--- Exercise objective ---
Each of the entries below needs to be given again exactly.

(Beginning of Recorded information)

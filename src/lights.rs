use crate::gpio::LightBank;
use crate::types::{LaneCounts, TimingConfig};
use anyhow::Result;
use std::sync::atomic::{AtomicBool, Ordering};
use std::thread;
use std::time::{Duration, Instant};
use tracing::debug;

/// Poll granularity while blocking inside a phase, so an interrupt is
/// noticed without waiting out a 20 s green.
const STOP_POLL: Duration = Duration::from_millis(100);

#[derive(Debug, Clone, Copy, PartialEq, Eq)]
pub enum LightColor {
    Red,
    Yellow,
    Green,
}

impl LightColor {
    pub fn as_str(&self) -> &'static str {
        match self {
            LightColor::Red => "red",
            LightColor::Yellow => "yellow",
            LightColor::Green => "green",
        }
    }
}

/// One step of the signal cycle: a color per lane, held for `duration`.
#[derive(Debug, Clone, Copy, PartialEq)]
pub struct Phase {
    pub lane_a: LightColor,
    pub lane_b: LightColor,
    pub duration: Duration,
}

/// Green/yellow durations computed for one cycle.
#[derive(Debug, Clone, Copy, PartialEq)]
pub struct TimingPlan {
    pub green_a: Duration,
    pub green_b: Duration,
    pub yellow: Duration,
}

impl TimingPlan {
    /// Allocate green time proportionally to each lane's share of the total
    /// count, clamped into [min, max]. An empty junction gets the base
    /// duration on both lanes.
    pub fn from_counts(counts: &LaneCounts, timing: &TimingConfig) -> Self {
        let total = counts.total();
        let (green_a, green_b) = if total == 0 {
            (timing.base_green_secs, timing.base_green_secs)
        } else {
            (
                allocate_green(counts.lane_a, total, timing),
                allocate_green(counts.lane_b, total, timing),
            )
        };

        Self {
            green_a: Duration::from_secs_f64(green_a),
            green_b: Duration::from_secs_f64(green_b),
            yellow: Duration::from_secs_f64(timing.yellow_secs),
        }
    }
}

fn allocate_green(lane_count: usize, total: usize, timing: &TimingConfig) -> f64 {
    let share = lane_count as f64 / total as f64;
    let green = timing.min_green_secs + share * (timing.max_green_secs - timing.min_green_secs);
    green.clamp(timing.min_green_secs, timing.max_green_secs)
}

/// The fixed four-phase sequence. Order never depends on the counts.
pub fn cycle(plan: &TimingPlan) -> [Phase; 4] {
    [
        Phase {
            lane_a: LightColor::Green,
            lane_b: LightColor::Red,
            duration: plan.green_a,
        },
        Phase {
            lane_a: LightColor::Yellow,
            lane_b: LightColor::Red,
            duration: plan.yellow,
        },
        Phase {
            lane_a: LightColor::Red,
            lane_b: LightColor::Green,
            duration: plan.green_b,
        },
        Phase {
            lane_a: LightColor::Red,
            lane_b: LightColor::Yellow,
            duration: plan.yellow,
        },
    ]
}

/// Drive one full cycle on the bank, blocking for each phase duration.
/// Returns false when the stop flag cut the cycle short.
pub fn run_cycle(bank: &mut dyn LightBank, plan: &TimingPlan, stop: &AtomicBool) -> Result<bool> {
    for phase in cycle(plan) {
        if stop.load(Ordering::SeqCst) {
            return Ok(false);
        }

        debug!(
            "phase: lane A {} / lane B {} for {:.1}s",
            phase.lane_a.as_str(),
            phase.lane_b.as_str(),
            phase.duration.as_secs_f64()
        );
        bank.apply(phase.lane_a, phase.lane_b)?;

        if !sleep_unless_stopped(phase.duration, stop) {
            return Ok(false);
        }
    }
    Ok(true)
}

fn sleep_unless_stopped(duration: Duration, stop: &AtomicBool) -> bool {
    let deadline = Instant::now() + duration;
    loop {
        let now = Instant::now();
        if now >= deadline {
            return true;
        }
        if stop.load(Ordering::SeqCst) {
            return false;
        }
        thread::sleep((deadline - now).min(STOP_POLL));
    }
}

#[cfg(test)]
mod tests {
    use super::*;
    use crate::gpio::MockLightBank;

    fn timing() -> TimingConfig {
        TimingConfig {
            base_green_secs: 10.0,
            min_green_secs: 5.0,
            max_green_secs: 20.0,
            yellow_secs: 3.0,
        }
    }

    fn secs(d: Duration) -> f64 {
        d.as_secs_f64()
    }

    #[test]
    fn empty_junction_gets_base_green_on_both_lanes() {
        let plan = TimingPlan::from_counts(&LaneCounts::default(), &timing());
        assert_eq!(secs(plan.green_a), 10.0);
        assert_eq!(secs(plan.green_b), 10.0);
        assert_eq!(secs(plan.yellow), 3.0);
    }

    #[test]
    fn one_sided_traffic_pins_durations_to_the_bounds() {
        let counts = LaneCounts {
            lane_a: 12,
            lane_b: 0,
        };
        let plan = TimingPlan::from_counts(&counts, &timing());
        assert_eq!(secs(plan.green_a), 20.0);
        assert_eq!(secs(plan.green_b), 5.0);
    }

    #[test]
    fn balanced_traffic_splits_the_green_budget_evenly() {
        let counts = LaneCounts {
            lane_a: 3,
            lane_b: 3,
        };
        let plan = TimingPlan::from_counts(&counts, &timing());
        assert_eq!(secs(plan.green_a), 12.5);
        assert_eq!(secs(plan.green_b), 12.5);
    }

    #[test]
    fn durations_stay_within_bounds_for_any_counts() {
        let timing = timing();
        for a in 0..30usize {
            for b in 0..30usize {
                let plan = TimingPlan::from_counts(&LaneCounts { lane_a: a, lane_b: b }, &timing);
                for green in [plan.green_a, plan.green_b] {
                    assert!(secs(green) >= timing.min_green_secs);
                    assert!(secs(green) <= timing.max_green_secs);
                }
            }
        }
    }

    #[test]
    fn degenerate_equal_bounds_yield_a_constant_green() {
        let timing = TimingConfig {
            base_green_secs: 7.0,
            min_green_secs: 7.0,
            max_green_secs: 7.0,
            yellow_secs: 3.0,
        };
        let counts = LaneCounts {
            lane_a: 9,
            lane_b: 1,
        };
        let plan = TimingPlan::from_counts(&counts, &timing);
        assert_eq!(secs(plan.green_a), 7.0);
        assert_eq!(secs(plan.green_b), 7.0);
    }

    #[test]
    fn cycle_order_is_fixed() {
        let plan = TimingPlan::from_counts(
            &LaneCounts {
                lane_a: 5,
                lane_b: 1,
            },
            &timing(),
        );
        let phases = cycle(&plan);
        let states: Vec<(LightColor, LightColor)> =
            phases.iter().map(|p| (p.lane_a, p.lane_b)).collect();
        assert_eq!(
            states,
            vec![
                (LightColor::Green, LightColor::Red),
                (LightColor::Yellow, LightColor::Red),
                (LightColor::Red, LightColor::Green),
                (LightColor::Red, LightColor::Yellow),
            ]
        );
        assert_eq!(phases[1].duration, phases[3].duration);
    }

    #[test]
    fn run_cycle_applies_all_four_phases_in_order() {
        let plan = TimingPlan {
            green_a: Duration::ZERO,
            green_b: Duration::ZERO,
            yellow: Duration::ZERO,
        };
        let mut bank = MockLightBank::default();
        let stop = AtomicBool::new(false);

        let completed = run_cycle(&mut bank, &plan, &stop).unwrap();
        assert!(completed);
        assert_eq!(
            bank.applied,
            vec![
                (LightColor::Green, LightColor::Red),
                (LightColor::Yellow, LightColor::Red),
                (LightColor::Red, LightColor::Green),
                (LightColor::Red, LightColor::Yellow),
            ]
        );
    }

    #[test]
    fn run_cycle_stops_before_applying_when_flagged() {
        let plan = TimingPlan {
            green_a: Duration::ZERO,
            green_b: Duration::ZERO,
            yellow: Duration::ZERO,
        };
        let mut bank = MockLightBank::default();
        let stop = AtomicBool::new(true);

        let completed = run_cycle(&mut bank, &plan, &stop).unwrap();
        assert!(!completed);
        assert!(bank.applied.is_empty());
    }
}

(End of Recorded information)

--- Completed task ---
filename src/lights.rs
use crate::gpio::LightBank;
use crate::types::{LaneCounts, TimingConfig};
use anyhow::Result;
use std::sync::atomic::{AtomicBool, Ordering};
use std::thread;
use std::time::{Duration, Instant};
use tracing::debug;

/// Poll granularity while blocking inside a phase, so an interrupt is
/// noticed without waiting out a 20 s green.
const STOP_POLL: Duration = Duration::from_millis(100);

#[derive(Debug, Clone, Copy, PartialEq, Eq)]
pub enum LightColor {
    Red,
    Yellow,
    Green,
}

impl LightColor {
    pub fn as_str(&self) -> &'static str {
        match self {
            LightColor::Red => "red",
            LightColor::Yellow => "yellow",
            LightColor::Green => "green",
        }
    }
}

/// One step of the signal cycle: a color per lane, held for `duration`.
#[derive(Debug, Clone, Copy, PartialEq)]
pub struct Phase {
    pub lane_a: LightColor,
    pub lane_b: LightColor,
    pub duration: Duration,
}

/// Green/yellow durations computed for one cycle.
#[derive(Debug, Clone, Copy, PartialEq)]
pub struct TimingPlan {
    pub green_a: Duration,
    pub green_b: Duration,
    pub yellow: Duration,
}

impl TimingPlan {
    /// Allocate green time proportionally to each lane's share of the total
    /// count, clamped into [min, max]. An empty junction gets the base
    /// duration on both lanes.
    pub fn from_counts(counts: &LaneCounts, timing: &TimingConfig) -> Self {
        let total = counts.total();
        let (green_a, green_b) = if total == 0 {
            (timing.base_green_secs, timing.base_green_secs)
        } else {
            (
                allocate_green(counts.lane_a, total, timing),
                allocate_green(counts.lane_b, total, timing),
            )
        };

        Self {
            green_a: Duration::from_secs_f64(green_a),
            green_b: Duration::from_secs_f64(green_b),
            yellow: Duration::from_secs_f64(timing.yellow_secs),
        }
    }
}

fn allocate_green(lane_count: usize, total: usize, timing: &TimingConfig) -> f64 {
    let share = lane_count as f64 / total as f64;
    let green = timing.min_green_secs + share * (timing.max_green_secs - timing.min_green_secs);
    green.clamp(timing.min_green_secs, timing.max_green_secs)
}

/// The fixed four-phase sequence. Order never depends on the counts.
pub fn cycle(plan: &TimingPlan) -> [Phase; 4] {
    [
        Phase {
            lane_a: LightColor::Green,
            lane_b: LightColor::Red,
            duration: plan.green_a,
        },
        Phase {
            lane_a: LightColor::Yellow,
            lane_b: LightColor::Red,
            duration: plan.yellow,
        },
        Phase {
            lane_a: LightColor::Red,
            lane_b: LightColor::Green,
            duration: plan.green_b,
        },
        Phase {
            lane_a: LightColor::Red,
            lane_b: LightColor::Yellow,
            duration: plan.yellow,
        },
    ]
}

/// Drive one full cycle on the bank, blocking for each phase duration.
/// Returns false when the stop flag cut the cycle short.
pub fn run_cycle(bank: &mut dyn LightBank, plan: &TimingPlan, stop: &AtomicBool) -> Result<bool> {
    for phase in cycle(plan) {
        if stop.load(Ordering::SeqCst) {
            return Ok(false);
        }

        debug!(
            "phase: lane A {} / lane B {} for {:.1}s",
            phase.lane_a.as_str(),
            phase.lane_b.as_str(),
            phase.duration.as_secs_f64()
        );
        bank.apply(phase.lane_a, phase.lane_b)?;

        if !sleep_unless_stopped(phase.duration, stop) {
            return Ok(false);
        }
    }
    Ok(true)
}

fn sleep_unless_stopped(duration: Duration, stop: &AtomicBool) -> bool {
    let deadline = Instant::now() + duration;
    loop {
        let now = Instant::now();
        if now >= deadline {
            return true;
        }
        if stop.load(Ordering::SeqCst) {
            return false;
        }
        thread::sleep((deadline - now).min(STOP_POLL));
    }
}

#[cfg(test)]
mod tests {
    use super::*;
    use crate::gpio::MockLightBank;

    fn timing() -> TimingConfig {
        TimingConfig {
            base_green_secs: 10.0,
            min_green_secs: 5.0,
            max_green_secs: 20.0,
            yellow_secs: 3.0,
        }
    }

    fn secs(d: Duration) -> f64 {
        d.as_secs_f64()
    }

    #[test]
    fn empty_junction_gets_base_green_on_both_lanes() {
        let plan = TimingPlan::from_counts(&LaneCounts::default(), &timing());
        assert_eq!(secs(plan.green_a), 10.0);
        assert_eq!(secs(plan.green_b), 10.0);
        assert_eq!(secs(plan.yellow), 3.0);
    }

    #[test]
    fn one_sided_traffic_pins_durations_to_the_bounds() {
        let counts = LaneCounts {
            lane_a: 12,
            lane_b: 0,
        };
        let plan = TimingPlan::from_counts(&counts, &timing());
        assert_eq!(secs(plan.green_a), 20.0);
        assert_eq!(secs(plan.green_b), 5.0);
    }

    #[test]
    fn balanced_traffic_splits_the_green_budget_evenly() {
        let counts = LaneCounts {
            lane_a: 3,
            lane_b: 3,
        };
        let plan = TimingPlan::from_counts(&counts, &timing());
        assert_eq!(secs(plan.green_a), 12.5);
        assert_eq!(secs(plan.green_b), 12.5);
    }

    #[test]
    fn durations_stay_within_bounds_for_any_counts() {
        let timing = timing();
        for a in 0..30usize {
            for b in 0..30usize {
                let plan = TimingPlan::from_counts(&LaneCounts { lane_a: a, lane_b: b }, &timing);
                for green in [plan.green_a, plan.green_b] {
                    assert!(secs(green) >= timing.min_green_secs);
                    assert!(secs(green) <= timing.max_green_secs);
                }
            }
        }
    }

    #[test]
    fn degenerate_equal_bounds_yield_a_constant_green() {
        let timing = TimingConfig {
            base_green_secs: 7.0,
            min_green_secs: 7.0,
            max_green_secs: 7.0,
            yellow_secs: 3.0,
        };
        let counts = LaneCounts {
            lane_a: 9,
            lane_b: 1,
        };
        let plan = TimingPlan::from_counts(&counts, &timing);
        assert_eq!(secs(plan.green_a), 7.0);
        assert_eq!(secs(plan.green_b), 7.0);
    }

    #[test]
    fn cycle_order_is_fixed() {
        let plan = TimingPlan::from_counts(
            &LaneCounts {
                lane_a: 5,
                lane_b: 1,
            },
            &timing(),
        );
        let phases = cycle(&plan);
        let states: Vec<(LightColor, LightColor)> =
            phases.iter().map(|p| (p.lane_a, p.lane_b)).collect();
        assert_eq!(
            states,
            vec![
                (LightColor::Green, LightColor::Red),
                (LightColor::Yellow, LightColor::Red),
                (LightColor::Red, LightColor::Green),
                (LightColor::Red, LightColor::Yellow),
            ]
        );
        assert_eq!(phases[1].duration, phases[3].duration);
    }

    #[test]
    fn run_cycle_applies_all_four_phases_in_order() {
        let plan = TimingPlan {
            green_a: Duration::ZERO,
            green_b: Duration::ZERO,
            yellow: Duration::ZERO,
        };
        let mut bank = MockLightBank::default();
        let stop = AtomicBool::new(false);

        let completed = run_cycle(&mut bank, &plan, &stop).unwrap();
        assert!(completed);
        assert_eq!(
            bank.applied,
            vec![
                (LightColor::Green, LightColor::Red),
                (LightColor::Yellow, LightColor::Red),
                (LightColor::Red, LightColor::Green),
                (LightColor::Red, LightColor::Yellow),
            ]
        );
    }

    #[test]
    fn run_cycle_stops_before_applying_when_flagged() {
        let plan = TimingPlan {
            green_a: Duration::ZERO,
            green_b: Duration::ZERO,
            yellow: Duration::ZERO,
        };
        let mut bank = MockLightBank::default();
        let stop = AtomicBool::new(true);

        let completed = run_cycle(&mut bank, &plan, &stop).unwrap();
        assert!(!completed);
        assert!(bank.applied.is_empty());
    }
}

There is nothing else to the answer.